** INFORMATION PROVIDED follows **

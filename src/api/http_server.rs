// Copyright (c) 2025 Fabstir
// SPDX-License-Identifier: BUSL-1.1
use axum::extract::DefaultBodyLimit;
use axum::http::Uri;
use axum::response::IntoResponse;
use axum::routing::{get, post};
use axum::Router;
use std::sync::Arc;
use std::time::Duration;
use tower_http::cors::CorsLayer;
use tower_http::timeout::TimeoutLayer;
use tower_http::trace::TraceLayer;

use super::analyze::analyze_handler;
use super::errors::ApiError;
use super::handlers::health_handler;
use crate::vision::{Orchestrator, VisionModelInfo};

/// Extra body allowance over the image limit, so slightly oversized images
/// still reach the decoder and get a descriptive error
pub const BODY_LIMIT_SLACK: usize = 64 * 1024;

/// Shared state for all handlers
#[derive(Clone)]
pub struct AppState {
    pub orchestrator: Arc<Orchestrator>,
    /// Built-in providers and whether they loaded
    pub models: Arc<Vec<VisionModelInfo>>,
}

impl AppState {
    pub fn new(orchestrator: Orchestrator) -> Self {
        Self {
            orchestrator: Arc::new(orchestrator),
            models: Arc::new(Vec::new()),
        }
    }

    pub fn with_models(mut self, models: Vec<VisionModelInfo>) -> Self {
        self.models = Arc::new(models);
        self
    }
}

/// Transport limits applied as middleware
#[derive(Debug, Clone, Copy)]
pub struct RouterLimits {
    pub max_body_bytes: usize,
    pub request_timeout: Duration,
}

impl RouterLimits {
    /// Limits derived from the orchestrator's image size bound
    pub fn for_state(state: &AppState, request_timeout: Duration) -> Self {
        Self {
            max_body_bytes: state.orchestrator.max_image_bytes() + BODY_LIMIT_SLACK,
            request_timeout,
        }
    }
}

/// Build the HTTP router
///
/// Routes:
/// - `POST /v1/analyze` - raw image bytes in, `AnalysisResult` out
/// - `GET /health` - liveness and provider availability
pub fn create_app(state: AppState, limits: RouterLimits) -> Router {
    Router::new()
        .route("/health", get(health_handler))
        .route("/v1/analyze", post(analyze_handler))
        .fallback(fallback_handler)
        .layer(DefaultBodyLimit::max(limits.max_body_bytes))
        .layer(TimeoutLayer::new(limits.request_timeout))
        .layer(TraceLayer::new_for_http())
        .layer(CorsLayer::permissive())
        .with_state(state)
}

async fn fallback_handler(uri: Uri) -> impl IntoResponse {
    ApiError::NotFound(format!("No route for {}", uri.path()))
}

** End of INFORMATION PROVIDED **

▶ DIRECTIONS FOR THIS TASK
From the listing, copy every line where the string "axum" appears.

▶ RESPONSE AREA
use axum::extract::DefaultBodyLimit;
use axum::http::Uri;
use axum::response::IntoResponse;
use axum::routing::{get, post};
use axum::Router;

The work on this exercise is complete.